I have written a program for a binary tree. On compiling one has to
first chose option 1 and then delete or search. Im having some trouble
with the balancing function. It seems to be going into an infinite
loop, i think im messing up with the pointers.

I wouldn't bother to implement that balancing algorithm. It's
both slower and harder to implement than more efficient
approaches. Try the one described here:
http://adtinfo.org/libavl.html/Balancing-a-BST.html
(This is my webpage.)

 

[Beej]

Try the one described here:

A red-black tree is another good form of balanced BST.

-Beej

 

[Richard Heathfield]

[Off-topic in comp.lang.c - crossposted to comp.programming and
followups set.]

Ben Pfaff said:

I wouldn't bother to implement that balancing algorithm. It's
both slower and harder to implement than more efficient
approaches.

I couldn't decode his code sufficiently to tell whether your advice to
him would also constitute advice to me, so I'd appreciate feedback.

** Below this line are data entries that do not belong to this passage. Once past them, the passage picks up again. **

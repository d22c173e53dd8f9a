//! Session-scoped handler registration.
//!
//! A [`BusSession`] registers handlers under its own id, stamps that id on the
//! commands it executes, and removes all of its handlers when closed (or
//! dropped). Start and end of a session are announced with
//! [`SessionStarted`] and [`SessionEnded`].

use std::sync::Arc;
use std::sync::atomic::{AtomicBool, Ordering};

use chrono::{DateTime, Utc};
use tracing::{debug, info};

use super::handler::{CommandHandler, EventHandler};
use super::message::{Command, CommandResult, Event, MessageMeta, SessionId};
use super::message_bus::{BusError, BusResult, MessageBus};

#[derive(Debug, Clone)]
pub struct SessionStarted {
    pub meta: MessageMeta,
}

impl Event for SessionStarted {
    fn meta(&self) -> &MessageMeta {
        &self.meta
    }
}

#[derive(Debug, Clone)]
pub struct SessionEnded {
    pub meta: MessageMeta,
    pub error: Option<String>,
}

impl Event for SessionEnded {
    fn meta(&self) -> &MessageMeta {
        &self.meta
    }
}

struct SessionInner {
    id: SessionId,
    created_at: DateTime<Utc>,
    active: AtomicBool,
    bus: Arc<MessageBus>,
}

impl SessionInner {
    fn teardown(&self, error: Option<String>) {
        if !self.active.swap(false, Ordering::SeqCst) {
            return;
        }
        self.bus.unregister_session_handlers(&self.id);

        let ended = SessionEnded {
            meta: MessageMeta::in_session(self.id.clone()),
            error,
        };
        if let Err(e) = self.bus.sync_publish(Arc::new(ended)) {
            debug!("SessionEnded for {} not published: {}", self.id, e);
        }
        info!("Session {} closed", self.id);
    }
}

impl Drop for SessionInner {
    fn drop(&mut self) {
        self.teardown(None);
    }
}

/// Handle to an open session. Clones share the same session.
#[derive(Clone)]
pub struct BusSession {
    inner: Arc<SessionInner>,
}

impl std::fmt::Debug for BusSession {
    fn fmt(&self, f: &mut std::fmt::Formatter<'_>) -> std::fmt::Result {
        f.debug_struct("BusSession")
            .field("id", &self.inner.id)
            .field("created_at", &self.inner.created_at)
            .field("active", &self.is_active())
            .finish()
    }
}

impl BusSession {
    pub(crate) async fn open(bus: Arc<MessageBus>, id: SessionId) -> BusResult<Self> {
        bus.publish(SessionStarted {
            meta: MessageMeta::in_session(id.clone()),
        })
        .await?;
        info!("Session {} started", id);

        Ok(Self {
            inner: Arc::new(SessionInner {
                id,
                created_at: Utc::now(),
                active: AtomicBool::new(true),
                bus,
            }),
        })
    }

    pub fn id(&self) -> &SessionId {
        &self.inner.id
    }

    pub fn created_at(&self) -> DateTime<Utc> {
        self.inner.created_at
    }

    pub fn is_active(&self) -> bool {
        self.inner.active.load(Ordering::SeqCst)
    }

    pub fn bus(&self) -> &Arc<MessageBus> {
        &self.inner.bus
    }

    fn ensure_active(&self) -> BusResult<()> {
        if self.is_active() {
            Ok(())
        } else {
            Err(BusError::InactiveSession {
                session_id: self.inner.id.clone(),
            })
        }
    }

    pub fn register_command_handler<C, H>(&self, handler: H) -> BusResult<&Self>
    where
        C: Command,
        H: CommandHandler<C>,
    {
        self.ensure_active()?;
        self.inner
            .bus
            .register_command_handler_in_scope::<C, H>(self.inner.id.clone(), handler)?;
        Ok(self)
    }

    pub fn register_event_handler<E, H>(&self, handler: H) -> BusResult<&Self>
    where
        E: Event,
        H: EventHandler<E>,
    {
        self.ensure_active()?;
        self.inner
            .bus
            .register_event_handler_in_scope::<E, H>(self.inner.id.clone(), handler);
        Ok(self)
    }

    /// Executes `command` in this session's scope.
    pub async fn execute_with_session<C: Command>(&self, mut command: C) -> BusResult<CommandResult> {
        self.ensure_active()?;
        command.meta_mut().session_id = self.inner.id.clone();
        self.inner.bus.execute(command).await
    }

    /// Removes this session's handlers and announces the end of the session.
    /// Later calls do nothing.
    pub fn close(&self, error: Option<String>) {
        self.inner.teardown(error);
    }
}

My technique is this: each node keeps counts of its left children and
right children. (Housekeeping is done when nodes are promoted and when
nodes are deleted.) To balance a tree, I use the child-counts to dodge
left or right until I've found the ideal root node (the one which will
have equally populated subtrees, +/- 1 of course), and I rotate that
node to the root. Then I recurse into the subtrees. It works well and
I'm happy with the performance. Shouldn't I be?

 

[Jeffrey Stedfast]

I wouldn't bother to implement that balancing algorithm. It's
both slower and harder to implement than more efficient
approaches. Try the one described here:
http://adtinfo.org/libavl.html/Balancing-a-BST.html
(This is my webpage.)

Thought I knew your name from somewhere... ;-)

Jeff